◆ **To do**: Exactly as written, copy the lines that run from the start of the data below to the line containing "entity per row", both ends included.

◆ **Data to process**:
//! Card records and the flat conversion strategy

use crate::error::{Error, Result};
use crate::extract::{parse_header_row, parse_table, Field, Mapping, Region};
use crate::grid::{Sheet, SourceFormat};
use serde::{Deserialize, Serialize};
use serde_json::Value;

/// Template files always carry this extension
pub const TEMPLATE_EXTENSION: &str = "html";

/// Directory prefix templates are served from
const TEMPLATE_PREFIX: &str = "custom/";

/// A single card entry, the final output unit of an import
#[derive(Debug, Clone, PartialEq, Serialize, Deserialize)]
pub struct Card {
    pub name: String,
    pub template_name: String,
    pub quantity: u32,
    /// Everything from the source row that isn't name/template/quantity
    pub data: Mapping,
}

impl Card {
    /// Translate the stored template name into a path under the template
    /// directory. Idempotent: an already-suffixed, already-rooted name
    /// passes through unchanged.
    pub fn template_path(&self) -> String {
        let template = ensure_extension(&self.template_name, TEMPLATE_EXTENSION);

        if template.starts_with(TEMPLATE_PREFIX) {
            template
        } else {
            format!("{}{}", TEMPLATE_PREFIX, template)
        }
    }
}

/// Tag a name with a file extension if it doesn't have one already
pub fn ensure_extension(name: &str, extension: &str) -> String {
    let suffix = format!(".{}", extension);
    if name.ends_with(&suffix) {
        name.to_string()
    } else {
        format!("{}{}", name, suffix)
    }
}

/// A conversion strategy: worksheet in, cards out.
///
/// `convert` parses one worksheet into logical entities; `to_cards` expands
/// one entity into zero or more cards. The two halves are split so callers
/// can inspect or count entities between the steps.
pub trait SheetConverter {
    /// Parse one worksheet into logical entities
    fn convert(&self, sheet: &Sheet) -> Result<Vec<Mapping>>;

    /// Expand one entity into zero or more cards
    fn to_cards(&self, entity: Mapping) -> Result<Vec<Card>>;
}

/// The flat strategy: the whole sheet is one table, one entity per row
#[derive(Debug, Clone, Copy, Default)]
pub struct FlatConverter;

impl SheetConverter for FlatConverter {
    fn convert(&self, sheet: &Sheet) -> Result<Vec<Mapping>> {
        let mut rows = parse_table(&sheet.rows, Region::full());

        let fields = match sheet.rows.first() {
            Some(header) => parse_header_row(header, 0, None),
            None => Vec::new(),
        };

        let columns = list_columns(sheet.format, &fields, &rows);
        normalize_list_columns(&mut rows, &columns);

        Ok(rows)
    }

    fn to_cards(&self, mut entity: Mapping) -> Result<Vec<Card>> {
        let name = pop_string(&mut entity, "name");
        let template_string = pop_string(&mut entity, "template");
        let quantity = pop_quantity(&mut entity)?;

        // A row without both a name and a template is an annotation or
        // leftover, not a card.
        let (Some(name), Some(template_string)) = (name, template_string) else {
            return Ok(Vec::new());
        };

        // Multiple comma-separated templates mean one card per template,
        // each with its own copy of the data.
        let cards = template_string
            .split(',')
            .map(|template| Card {
                name: name.clone(),
                template_name: ensure_extension(template.trim(), TEMPLATE_EXTENSION),
                quantity,
                data: entity.clone(),
            })
            .collect();

        Ok(cards)
    }
}

/// Which fields of a sheet hold lists.
///
/// Spreadsheets declare list columns in the header with a `*` marker. CSV
/// files have no marker convention, so any column with a newline somewhere
/// in its data is treated as a list column. The two rules are deliberately
/// separate: unifying them would change the output for existing files.
fn list_columns(format: SourceFormat, fields: &[Field], rows: &[Mapping]) -> Vec<String> {
    fields
        .iter()
        .filter(|field| match format {
            SourceFormat::Spreadsheet => field.is_list,
            SourceFormat::Csv => {
                field.is_list
                    || rows.iter().any(|row| {
                        matches!(row.get(&field.name), Some(Value::String(s)) if s.contains('\n'))
                    })
            }
        })
        .map(|field| field.name.clone())
        .collect()
}

/// Force every row's value for the given columns into list form: nulls
/// become empty lists, bare strings split on newlines, lists pass through.
fn normalize_list_columns(rows: &mut [Mapping], columns: &[String]) {
    for row in rows.iter_mut() {
        for column in columns {
            if let Some(value) = row.get_mut(column) {
                let current = value.take();
                *value = match current {
                    Value::Null => Value::Array(Vec::new()),
                    Value::String(s) => Value::Array(
                        s.split('\n').map(|part| Value::String(part.to_string())).collect(),
                    ),
                    other => other,
                };
            }
        }
    }
}

/// Remove a field and return it as a non-empty string, if it was one
pub(crate) fn pop_string(entity: &mut Mapping, key: &str) -> Option<String> {
    match entity.remove(key) {
        Some(Value::String(s)) if !s.is_empty() => Some(s),
        _ => None,
    }
}

/// Remove the quantity field; missing or blank means 1
fn pop_quantity(entity: &mut Mapping) -> Result<u32> {
    match entity.remove("quantity") {
        None | Some(Value::Null) => Ok(1),
        Some(Value::String(s)) if s.trim().is_empty() => Ok(1),
        Some(Value::String(s)) => {
            let parsed: i64 = s.trim().parse().map_err(|_| Error::NumberParse {
                field: "quantity".to_string(),
                value: s.clone(),
            })?;
            Ok(parsed.clamp(1, i64::from(u32::MAX)) as u32)
        }
        Some(other) => Err(Error::NumberParse {
            field: "quantity".to_string(),
            value: other.to_string(),
        }),
    }
}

◆ **Output of the task**:
//! Card records and the flat conversion strategy

use crate::error::{Error, Result};
use crate::extract::{parse_header_row, parse_table, Field, Mapping, Region};
use crate::grid::{Sheet, SourceFormat};
use serde::{Deserialize, Serialize};
use serde_json::Value;

/// Template files always carry this extension
pub const TEMPLATE_EXTENSION: &str = "html";

/// Directory prefix templates are served from
const TEMPLATE_PREFIX: &str = "custom/";

/// A single card entry, the final output unit of an import
#[derive(Debug, Clone, PartialEq, Serialize, Deserialize)]
pub struct Card {
    pub name: String,
    pub template_name: String,
    pub quantity: u32,
    /// Everything from the source row that isn't name/template/quantity
    pub data: Mapping,
}

impl Card {
    /// Translate the stored template name into a path under the template
    /// directory. Idempotent: an already-suffixed, already-rooted name
    /// passes through unchanged.
    pub fn template_path(&self) -> String {
        let template = ensure_extension(&self.template_name, TEMPLATE_EXTENSION);

        if template.starts_with(TEMPLATE_PREFIX) {
            template
        } else {
            format!("{}{}", TEMPLATE_PREFIX, template)
        }
    }
}

/// Tag a name with a file extension if it doesn't have one already
pub fn ensure_extension(name: &str, extension: &str) -> String {
    let suffix = format!(".{}", extension);
    if name.ends_with(&suffix) {
        name.to_string()
    } else {
        format!("{}{}", name, suffix)
    }
}

/// A conversion strategy: worksheet in, cards out.
///
/// `convert` parses one worksheet into logical entities; `to_cards` expands
/// one entity into zero or more cards. The two halves are split so callers
/// can inspect or count entities between the steps.
pub trait SheetConverter {
    /// Parse one worksheet into logical entities
    fn convert(&self, sheet: &Sheet) -> Result<Vec<Mapping>>;

    /// Expand one entity into zero or more cards
    fn to_cards(&self, entity: Mapping) -> Result<Vec<Card>>;
}

/// The flat strategy: the whole sheet is one table, one entity per row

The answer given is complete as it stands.